Items from a dataset
»»

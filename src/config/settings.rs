use config::{Config, Environment, File};
use serde::{Deserialize, Serialize};
use std::borrow::Cow;
use std::collections::BTreeMap;
use std::path::{Path, PathBuf};
use tracing::debug;
use validator::{Validate, ValidationError};

use crate::error::Result;
use crate::models::Dataset;
use crate::utils::constants::{
    DEFAULT_GRID_SIZE, DEFAULT_MAX_LAT, DEFAULT_MAX_LON, DEFAULT_MIN_LAT, DEFAULT_MIN_LON,
    DEFAULT_OUTPUT_DIR, DEFAULT_REQUEST_TIMEOUT_SECS, DEFAULT_ZONES_FILE, ENV_PREFIX,
    MIN_GRID_SIZE, OPEN_WEATHER_AIR_POLLUTION_URL, OPEN_WEATHER_WEATHER_URL,
};
use crate::utils::coordinates::is_whole_units;

#[derive(Debug, Clone, PartialEq, Serialize, Deserialize, Validate)]
#[serde(default)]
#[validate(schema(function = "validate_bounds"))]
pub struct BoundingBox {
    #[validate(range(min = -90.0, max = 90.0))]
    pub max_lat: f64,

    #[validate(range(min = -90.0, max = 90.0))]
    pub min_lat: f64,

    #[validate(range(min = -180.0, max = 180.0))]
    pub max_lon: f64,

    #[validate(range(min = -180.0, max = 180.0))]
    pub min_lon: f64,
}

impl Default for BoundingBox {
    fn default() -> Self {
        Self {
            max_lat: DEFAULT_MAX_LAT,
            min_lat: DEFAULT_MIN_LAT,
            max_lon: DEFAULT_MAX_LON,
            min_lon: DEFAULT_MIN_LON,
        }
    }
}

fn invalid(code: &'static str, message: String) -> ValidationError {
    let mut error = ValidationError::new(code);
    error.message = Some(Cow::from(message));
    error
}

fn validate_bounds(bounds: &BoundingBox) -> std::result::Result<(), ValidationError> {
    let values = [bounds.max_lat, bounds.min_lat, bounds.max_lon, bounds.min_lon];
    if values.iter().any(|v| !v.is_finite()) {
        return Err(invalid(
            "non_finite_bound",
            "bounding box values must be finite numbers".to_string(),
        ));
    }
    if bounds.max_lat <= bounds.min_lat {
        return Err(invalid(
            "latitude_order",
            format!(
                "max_lat ({}) must be greater than min_lat ({})",
                bounds.max_lat, bounds.min_lat
            ),
        ));
    }
    if bounds.max_lon <= bounds.min_lon {
        return Err(invalid(
            "longitude_order",
            format!(
                "max_lon ({}) must be greater than min_lon ({})",
                bounds.max_lon, bounds.min_lon
            ),
        ));
    }
    Ok(())
}

/// One provider endpoint queried per grid point
#[derive(Debug, Clone, PartialEq, Serialize, Deserialize, Validate)]
pub struct SourceSettings {
    pub dataset: Dataset,

    #[validate(length(min = 1))]
    pub base_url: String,

    /// Constant query parameters appended to every request
    #[serde(default)]
    pub params: BTreeMap<String, String>,
}

impl SourceSettings {
    pub fn open_weather_weather() -> Self {
        Self {
            dataset: Dataset::Weather,
            base_url: OPEN_WEATHER_WEATHER_URL.to_string(),
            params: BTreeMap::from([
                ("units".to_string(), "metric".to_string()),
                ("lang".to_string(), "es".to_string()),
            ]),
        }
    }

    pub fn open_weather_air_pollution() -> Self {
        Self {
            dataset: Dataset::AirQuality,
            base_url: OPEN_WEATHER_AIR_POLLUTION_URL.to_string(),
            params: BTreeMap::from([("lang".to_string(), "es".to_string())]),
        }
    }
}

fn default_grid_size() -> f64 {
    DEFAULT_GRID_SIZE
}

fn default_target() -> Dataset {
    Dataset::Weather
}

fn default_zones_file() -> PathBuf {
    PathBuf::from(DEFAULT_ZONES_FILE)
}

fn default_output_dir() -> PathBuf {
    PathBuf::from(DEFAULT_OUTPUT_DIR)
}

fn default_request_timeout() -> u64 {
    DEFAULT_REQUEST_TIMEOUT_SECS
}

fn default_sources() -> Vec<SourceSettings> {
    vec![
        SourceSettings::open_weather_weather(),
        SourceSettings::open_weather_air_pollution(),
    ]
}

fn validate_grid_size(settings: &PipelineSettings) -> std::result::Result<(), ValidationError> {
    if !settings.grid_size.is_finite() {
        return Err(invalid(
            "non_finite_grid_size",
            "grid_size must be a finite number".to_string(),
        ));
    }
    if !is_whole_units(settings.grid_size) {
        return Err(invalid(
            "grid_size_precision",
            format!(
                "grid_size ({}) must be a multiple of {}",
                settings.grid_size, MIN_GRID_SIZE
            ),
        ));
    }
    Ok(())
}

/// Everything a pipeline run needs apart from secrets
#[derive(Debug, Clone, PartialEq, Serialize, Deserialize, Validate)]
#[validate(schema(function = "validate_grid_size"))]
pub struct PipelineSettings {
    #[serde(default)]
    #[validate(nested)]
    pub bounds: BoundingBox,

    #[serde(default = "default_grid_size")]
    #[validate(range(min = 0.00001))]
    pub grid_size: f64,

    #[serde(default = "default_target")]
    pub target: Dataset,

    #[serde(default = "default_zones_file")]
    pub zones_file: PathBuf,

    #[serde(default = "default_output_dir")]
    pub output_dir: PathBuf,

    #[serde(default = "default_request_timeout")]
    #[validate(range(min = 1))]
    pub request_timeout_secs: u64,

    #[serde(default = "default_sources")]
    #[validate(nested)]
    pub sources: Vec<SourceSettings>,
}

impl Default for PipelineSettings {
    fn default() -> Self {
        Self {
            bounds: BoundingBox::default(),
            grid_size: default_grid_size(),
            target: default_target(),
            zones_file: default_zones_file(),
            output_dir: default_output_dir(),
            request_timeout_secs: default_request_timeout(),
            sources: default_sources(),
        }
    }
}

/// Command-line values that win over file and environment settings
#[derive(Debug, Clone, Default)]
pub struct SettingsOverrides {
    pub max_lat: Option<f64>,
    pub min_lat: Option<f64>,
    pub max_lon: Option<f64>,
    pub min_lon: Option<f64>,
    pub grid_size: Option<f64>,
    pub target: Option<Dataset>,
    pub zones_file: Option<PathBuf>,
    pub output_dir: Option<PathBuf>,
}

impl PipelineSettings {
    /// Layer defaults, an optional settings file, `ZONEGRID_*` variables and overrides
    ///
    /// Nested keys use a double underscore in the environment, e.g.
    /// `ZONEGRID_BOUNDS__MAX_LAT=19.6`.
    pub fn load(path: Option<&Path>, overrides: &SettingsOverrides) -> Result<Self> {
        let mut builder = Config::builder();
        if let Some(path) = path {
            builder = builder.add_source(File::from(path));
        }

        let path_string = |p: &Option<PathBuf>| p.as_ref().map(|p| p.display().to_string());
        let settings: PipelineSettings = builder
            .add_source(
                Environment::with_prefix(ENV_PREFIX)
                    .prefix_separator("_")
                    .separator("__")
                    .try_parsing(true),
            )
            .set_override_option("bounds.max_lat", overrides.max_lat)?
            .set_override_option("bounds.min_lat", overrides.min_lat)?
            .set_override_option("bounds.max_lon", overrides.max_lon)?
            .set_override_option("bounds.min_lon", overrides.min_lon)?
            .set_override_option("grid_size", overrides.grid_size)?
            .set_override_option("target", overrides.target.map(|t| t.table_name()))?
            .set_override_option("zones_file", path_string(&overrides.zones_file))?
            .set_override_option("output_dir", path_string(&overrides.output_dir))?
            .build()?
            .try_deserialize()?;

        settings.check()?;
        debug!(?settings, "Loaded pipeline settings");
        Ok(settings)
    }

    /// Reject invalid settings outright; nothing is clamped
    pub fn check(&self) -> Result<()> {
        self.validate()?;
        Ok(())
    }

    /// Configured sources, in fetch order
    pub fn sources(&self) -> &[SourceSettings] {
        &self.sources
    }
}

««

◆ Try it
Return all the data above once more, precisely as given.

◆ Answer to the exercise
filename src/config/settings.rs
use config::{Config, Environment, File};
use serde::{Deserialize, Serialize};
use std::borrow::Cow;
use std::collections::BTreeMap;
use std::path::{Path, PathBuf};
use tracing::debug;
use validator::{Validate, ValidationError};

use crate::error::Result;
use crate::models::Dataset;
use crate::utils::constants::{
    DEFAULT_GRID_SIZE, DEFAULT_MAX_LAT, DEFAULT_MAX_LON, DEFAULT_MIN_LAT, DEFAULT_MIN_LON,
    DEFAULT_OUTPUT_DIR, DEFAULT_REQUEST_TIMEOUT_SECS, DEFAULT_ZONES_FILE, ENV_PREFIX,
    MIN_GRID_SIZE, OPEN_WEATHER_AIR_POLLUTION_URL, OPEN_WEATHER_WEATHER_URL,
};
use crate::utils::coordinates::is_whole_units;

#[derive(Debug, Clone, PartialEq, Serialize, Deserialize, Validate)]
#[serde(default)]
#[validate(schema(function = "validate_bounds"))]
pub struct BoundingBox {
    #[validate(range(min = -90.0, max = 90.0))]
    pub max_lat: f64,

    #[validate(range(min = -90.0, max = 90.0))]
    pub min_lat: f64,

    #[validate(range(min = -180.0, max = 180.0))]
    pub max_lon: f64,

    #[validate(range(min = -180.0, max = 180.0))]
    pub min_lon: f64,
}

impl Default for BoundingBox {
    fn default() -> Self {
        Self {
            max_lat: DEFAULT_MAX_LAT,
            min_lat: DEFAULT_MIN_LAT,
            max_lon: DEFAULT_MAX_LON,
            min_lon: DEFAULT_MIN_LON,
        }
    }
}

fn invalid(code: &'static str, message: String) -> ValidationError {
    let mut error = ValidationError::new(code);
    error.message = Some(Cow::from(message));
    error
}

fn validate_bounds(bounds: &BoundingBox) -> std::result::Result<(), ValidationError> {
    let values = [bounds.max_lat, bounds.min_lat, bounds.max_lon, bounds.min_lon];
    if values.iter().any(|v| !v.is_finite()) {
        return Err(invalid(
            "non_finite_bound",
            "bounding box values must be finite numbers".to_string(),
        ));
    }
    if bounds.max_lat <= bounds.min_lat {
        return Err(invalid(
            "latitude_order",
            format!(
                "max_lat ({}) must be greater than min_lat ({})",
                bounds.max_lat, bounds.min_lat
            ),
        ));
    }
    if bounds.max_lon <= bounds.min_lon {
        return Err(invalid(
            "longitude_order",
            format!(
                "max_lon ({}) must be greater than min_lon ({})",
                bounds.max_lon, bounds.min_lon
            ),
        ));
    }
    Ok(())
}

/// One provider endpoint queried per grid point
#[derive(Debug, Clone, PartialEq, Serialize, Deserialize, Validate)]
pub struct SourceSettings {
    pub dataset: Dataset,

    #[validate(length(min = 1))]
    pub base_url: String,

    /// Constant query parameters appended to every request
    #[serde(default)]
    pub params: BTreeMap<String, String>,
}

impl SourceSettings {
    pub fn open_weather_weather() -> Self {
        Self {
            dataset: Dataset::Weather,
            base_url: OPEN_WEATHER_WEATHER_URL.to_string(),
            params: BTreeMap::from([
                ("units".to_string(), "metric".to_string()),
                ("lang".to_string(), "es".to_string()),
            ]),
        }
    }

    pub fn open_weather_air_pollution() -> Self {
        Self {
            dataset: Dataset::AirQuality,
            base_url: OPEN_WEATHER_AIR_POLLUTION_URL.to_string(),
            params: BTreeMap::from([("lang".to_string(), "es".to_string())]),
        }
    }
}

fn default_grid_size() -> f64 {
    DEFAULT_GRID_SIZE
}

fn default_target() -> Dataset {
    Dataset::Weather
}

fn default_zones_file() -> PathBuf {
    PathBuf::from(DEFAULT_ZONES_FILE)
}

fn default_output_dir() -> PathBuf {
    PathBuf::from(DEFAULT_OUTPUT_DIR)
}

fn default_request_timeout() -> u64 {
    DEFAULT_REQUEST_TIMEOUT_SECS
}

fn default_sources() -> Vec<SourceSettings> {
    vec![
        SourceSettings::open_weather_weather(),
        SourceSettings::open_weather_air_pollution(),
    ]
}

fn validate_grid_size(settings: &PipelineSettings) -> std::result::Result<(), ValidationError> {
    if !settings.grid_size.is_finite() {
        return Err(invalid(
            "non_finite_grid_size",
            "grid_size must be a finite number".to_string(),
        ));
    }
    if !is_whole_units(settings.grid_size) {
        return Err(invalid(
            "grid_size_precision",
            format!(
                "grid_size ({}) must be a multiple of {}",
                settings.grid_size, MIN_GRID_SIZE
            ),
        ));
    }
    Ok(())
}

/// Everything a pipeline run needs apart from secrets
#[derive(Debug, Clone, PartialEq, Serialize, Deserialize, Validate)]
#[validate(schema(function = "validate_grid_size"))]
pub struct PipelineSettings {
    #[serde(default)]
    #[validate(nested)]
    pub bounds: BoundingBox,

    #[serde(default = "default_grid_size")]
    #[validate(range(min = 0.00001))]
    pub grid_size: f64,

    #[serde(default = "default_target")]
    pub target: Dataset,

    #[serde(default = "default_zones_file")]
    pub zones_file: PathBuf,

    #[serde(default = "default_output_dir")]
    pub output_dir: PathBuf,

    #[serde(default = "default_request_timeout")]
    #[validate(range(min = 1))]
    pub request_timeout_secs: u64,

    #[serde(default = "default_sources")]
    #[validate(nested)]
    pub sources: Vec<SourceSettings>,
}

impl Default for PipelineSettings {
    fn default() -> Self {
        Self {
            bounds: BoundingBox::default(),
            grid_size: default_grid_size(),
            target: default_target(),
            zones_file: default_zones_file(),
            output_dir: default_output_dir(),
            request_timeout_secs: default_request_timeout(),
            sources: default_sources(),
        }
    }
}

/// Command-line values that win over file and environment settings
#[derive(Debug, Clone, Default)]
pub struct SettingsOverrides {
    pub max_lat: Option<f64>,
    pub min_lat: Option<f64>,
    pub max_lon: Option<f64>,
    pub min_lon: Option<f64>,
    pub grid_size: Option<f64>,
    pub target: Option<Dataset>,
    pub zones_file: Option<PathBuf>,
    pub output_dir: Option<PathBuf>,
}

impl PipelineSettings {
    /// Layer defaults, an optional settings file, `ZONEGRID_*` variables and overrides
    ///
    /// Nested keys use a double underscore in the environment, e.g.
    /// `ZONEGRID_BOUNDS__MAX_LAT=19.6`.
    pub fn load(path: Option<&Path>, overrides: &SettingsOverrides) -> Result<Self> {
        let mut builder = Config::builder();
        if let Some(path) = path {
            builder = builder.add_source(File::from(path));
        }

        let path_string = |p: &Option<PathBuf>| p.as_ref().map(|p| p.display().to_string());
        let settings: PipelineSettings = builder
            .add_source(
                Environment::with_prefix(ENV_PREFIX)
                    .prefix_separator("_")
                    .separator("__")
                    .try_parsing(true),
            )
            .set_override_option("bounds.max_lat", overrides.max_lat)?
            .set_override_option("bounds.min_lat", overrides.min_lat)?
            .set_override_option("bounds.max_lon", overrides.max_lon)?
            .set_override_option("bounds.min_lon", overrides.min_lon)?
            .set_override_option("grid_size", overrides.grid_size)?
            .set_override_option("target", overrides.target.map(|t| t.table_name()))?
            .set_override_option("zones_file", path_string(&overrides.zones_file))?
            .set_override_option("output_dir", path_string(&overrides.output_dir))?
            .build()?
            .try_deserialize()?;

        settings.check()?;
        debug!(?settings, "Loaded pipeline settings");
        Ok(settings)
    }

    /// Reject invalid settings outright; nothing is clamped
    pub fn check(&self) -> Result<()> {
        self.validate()?;
        Ok(())
    }

    /// Configured sources, in fetch order
    pub fn sources(&self) -> &[SourceSettings] {
        &self.sources
    }
}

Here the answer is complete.